# Reach Scale Hydrology

Constrained Kalman Filter (CKF)

## CKF Balance Enforcement

This is a statistical method to enforce (exactly or approximately) a balance constraint (e.g. mass balance, energy balance, or both at the same time) or an arbitrary equality constraint on an initial estimate of a vector variable given its error covariance matrix. It is also known as "Constrained Kalman Filter (CKF)" since the constraint is enforced through a Kalman filter update with the constraint being a "perfect" measurement (zero error).

### How it works

The methodology was first introduced for water balance constraining in Pan and Wood (2006) and later applied to a number of water budget studies like Pan et al. (2012), Sahoo et al. (2011), Zhang et al. (2016), Zhang et al. (2018), as well as Inverse Routing studies like Pan and Wood (2013), Yang et al. (2019), and Fisher et al. (2020). The basic operating principle is explained in Pan and Wood (2006).

Suppose our target of estimation (a vector variable) **x** is subject to an equality constraint: **Gx = g**. and our initial estimate of **x** doesn't satisfy that constraint. We look for a solution that satisfies the constraint while being closest to the initial estimate in a least squares sense, or in other words, to find the orthogonal projection of the guess on the constraint surface in Hilbert space. Note that under Gaussian and linear error assumptions, least squares solution, orthogonal projection, Lagrange multipliers, and Kalman Filter with a perfect measurement are all equivalent to each other. Note that the symbol for the measurement operator is usually **H** and we use **G** only to highlight its special purpose - there is no actual difference in terms of its role in the Kalman filer.

We assume we know the error covariance of the initial estimate **P**.

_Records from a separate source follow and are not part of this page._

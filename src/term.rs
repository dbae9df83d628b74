// Copyright 2025 Fernando Borretti
//
// Licensed under the Apache License, Version 2.0 (the "License");
// you may not use this file except in compliance with the License.
// You may obtain a copy of the License at
//
//     http://www.apache.org/licenses/LICENSE-2.0
//
// Unless required by applicable law or agreed to in writing, software
// distributed under the License is distributed on an "AS IS" BASIS,
// WITHOUT WARRANTIES OR CONDITIONS OF ANY KIND, either express or implied.
// See the License for the specific language governing permissions and
// limitations under the License.

use std::io::BufRead;
use std::io::Write;

use colored::Colorize;
use crossterm::cursor::MoveTo;
use crossterm::execute;
use crossterm::terminal::Clear;
use crossterm::terminal::ClearType;
use memcards_core::error::ErrorReport;
use memcards_core::error::Fallible;

/// How an engine handed control back to its caller.
#[derive(Debug, Clone, Copy, PartialEq, Eq)]
pub enum Outcome {
    /// The engine ran out of content.
    Completed,
    /// The user typed `menu`.
    Menu,
    /// The user typed `quit`, or input ended.
    Quit,
}

/// A line read from the user.
#[derive(Debug, PartialEq)]
pub enum Input {
    Text(String),
    /// One of the reserved words that leave the current engine.
    Exit(Outcome),
}

/// Cosmetic text colors.
#[derive(Clone, Copy)]
pub enum Color {
    Cyan,
    Green,
    Red,
}

/// Line-oriented terminal: prompts go to `output`, answers come from `input`,
/// failures are reported on `errors`.
pub struct Terminal<R, W, E> {
    input: R,
    output: W,
    errors: E,
    /// Whether to emit colors and clear the screen.
    color: bool,
}

impl<R: BufRead, W: Write, E: Write> Terminal<R, W, E> {
    pub fn new(input: R, output: W, errors: E, color: bool) -> Self {
        Self {
            input,
            output,
            errors,
            color,
        }
    }

    /// Read one line without its line terminator. Returns `None` at end of
    /// input. Bytes that are not UTF-8 become replacement characters.
    pub fn read_line(&mut self) -> Fallible<Option<String>> {
        let mut buf = Vec::new();
        if self.input.read_until(b'\n', &mut buf)? == 0 {
            return Ok(None);
        }
        let line = String::from_utf8_lossy(&buf);
        Ok(Some(line.trim_end_matches(['\n', '\r']).to_string()))
    }

    /// Read one line, recognizing the reserved words `menu` and `quit`.
    pub fn read_input(&mut self) -> Fallible<Input> {
        match self.read_line()? {
            None => {
                log::debug!("Input closed");
                Ok(Input::Exit(Outcome::Quit))
            }
            Some(line) if line == "menu" => Ok(Input::Exit(Outcome::Menu)),
            Some(line) if line == "quit" => {
                self.write("Exiting...\n")?;
                Ok(Input::Exit(Outcome::Quit))
            }
            Some(line) => Ok(Input::Text(line)),
        }
    }

    pub fn write(&mut self, text: &str) -> Fallible<()> {
        self.output.write_all(text.as_bytes())?;
        self.output.flush()?;
        Ok(())
    }

    pub fn paint(&mut self, color: Color, text: &str) -> Fallible<()> {
        if !self.color {
            return self.write(text);
        }
        let painted = match color {
            Color::Cyan => text.cyan(),
            Color::Green => text.green(),
            Color::Red => text.red(),
        };
        self.write(&painted.to_string())
    }

    pub fn clear(&mut self) -> Fallible<()> {
        if self.color {
            execute!(self.output, Clear(ClearType::All), MoveTo(0, 0))?;
        }
        Ok(())
    }

    /// Report a failure without leaving the session.
    pub fn report(&mut self, err: &ErrorReport) -> Fallible<()> {
        writeln!(self.errors, "{err}")?;
        self.errors.flush()?;
        Ok(())
    }

    #[cfg(test)]
    pub fn into_streams(self) -> (W, E) {
        (self.output, self.errors)
    }
}

#[cfg(test)]
mod tests {
    use std::io::Cursor;

    use super::*;

    fn terminal(input: &[u8], color: bool) -> Terminal<Cursor<Vec<u8>>, Vec<u8>, Vec<u8>> {
        Terminal::new(Cursor::new(input.to_vec()), Vec::new(), Vec::new(), color)
    }

    fn output_of(term: Terminal<Cursor<Vec<u8>>, Vec<u8>, Vec<u8>>) -> String {
        String::from_utf8(term.into_streams().0).unwrap()
    }

    #[test]
    fn test_read_line_strips_terminators() -> Fallible<()> {
        let mut term = terminal(b"unix\nwindows\r\nlast", false);
        assert_eq!(term.read_line()?, Some("unix".to_string()));
        assert_eq!(term.read_line()?, Some("windows".to_string()));
        assert_eq!(term.read_line()?, Some("last".to_string()));
        assert_eq!(term.read_line()?, None);
        Ok(())
    }

    #[test]
    fn test_reserved_words() -> Fallible<()> {
        let mut term = terminal(b"menu\nquit\nMenu\n\n", false);
        assert_eq!(term.read_input()?, Input::Exit(Outcome::Menu));
        assert_eq!(term.read_input()?, Input::Exit(Outcome::Quit));
        assert_eq!(term.read_input()?, Input::Text("Menu".to_string()));
        assert_eq!(term.read_input()?, Input::Text(String::new()));
        assert_eq!(term.read_input()?, Input::Exit(Outcome::Quit));
        let output = output_of(term);
        assert_eq!(output, "Exiting...\n");
        Ok(())
    }

    #[test]
    fn test_plain_output_without_color() -> Fallible<()> {
        let mut term = terminal(b"", false);
        term.clear()?;
        term.paint(Color::Green, "Correct!")?;
        let output = output_of(term);
        assert_eq!(output, "Correct!");
        Ok(())
    }

    #[test]
    fn test_colored_output() -> Fallible<()> {
        colored::control::set_override(true);
        let mut term = terminal(b"", true);
        term.paint(Color::Red, "wrong")?;
        let output = output_of(term);
        assert_eq!(output, "\x1b[31mwrong\x1b[0m");
        Ok(())
    }

    #[test]
    fn test_invalid_utf8_is_read_as_text() -> Fallible<()> {
        let mut term = terminal(b"Lond\xf3n\n\xe9\r\n", false);
        assert_eq!(term.read_input()?, Input::Text("Lond\u{fffd}n".to_string()));
        assert_eq!(term.read_input()?, Input::Text("\u{fffd}".to_string()));
        assert_eq!(term.read_input()?, Input::Exit(Outcome::Quit));
        Ok(())
    }

    #[test]
    fn test_clear_screen() -> Fallible<()> {
        let mut term = terminal(b"", true);
        term.clear()?;
        let output = output_of(term);
        assert!(output.contains("\x1b[2J"));
        Ok(())
    }

    #[test]
    fn test_report_goes_to_error_stream() -> Fallible<()> {
        let mut term = terminal(b"", false);
        term.report(&ErrorReport::new("bad deck"))?;
        let (output, errors) = term.into_streams();
        assert!(output.is_empty());
        assert_eq!(String::from_utf8(errors).unwrap(), "error: bad deck\n");
        Ok(())
    }
}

The math and operating principle of CKF is fairly simple, and most of the complexities and difficulties lie in the process to build the proper constraint measurement operator **G**. In some cases, this operator can be very simple and extremely complicated in others. We'll show three case studies to as examples from simple to advanced.

### Simple Study Case: 1-D Terrestrial Water Budget

This is to close the water budget over a single pixel/basin for four terrestrial budget terms: Precipitation (*P*), Evapotranspiration (*E*), Runoff (*Q*), and change in terrestrial water storage (*ΔS*). The water mass balance equations says:

*ΔS = P - E - Q* or *P - E - Q - ΔS* = 0

In this case, the target vector to estimate would be:

**x **= [*P*, *E*, *Q*, *ΔS*]^{T}

And the constraint operator would be:

**G **= [1, -1, -1, -1] and **g** = 0

Here are some results from Pan et al. (2012) for water budget terms over the Amazon River Basin before and after the mass balance constraining:

### More Advanced Study Case: Enforce Mass Balance on Reanalysis Moisture Fluxes

For various reasons like data assimilation increments, reanalysis data products usually do not close the water mass balance in the atmosphere. The atmospheric water balance can be written for every modeling grid pixel as, assuming the time scale is long enough such that the moisture storage (precipitable water) can be ignored:

div(*q*) = *E* - *P*

This differential equation needs to hold over the entire domain of interest. Let's assume that we trust the source/sink term *E - P* and only correct the vertically integrated moisture flux *q* (thus a 2-D variable just like *E* or *P*). Note that *q* is a vector and has two components *q*_{u} (eastward) and *q*_{v} (northward), thus the estimation target is *x* = [*q*_{u}, *q*_{v}]^{T}. We use bold letters **P**, **E**, **q** that include *P*, *E*, *q* values over all grid pixels of interest. And now:

**x** = **q** = [**q**_{u}, **q**_{v}]^{T}

**G** is the divergence operator that converts a vector field into a divergence field (a bit labor to build that up) such that:

**G** = div(**·**) or **Gx** = **Gq** = div(**q**)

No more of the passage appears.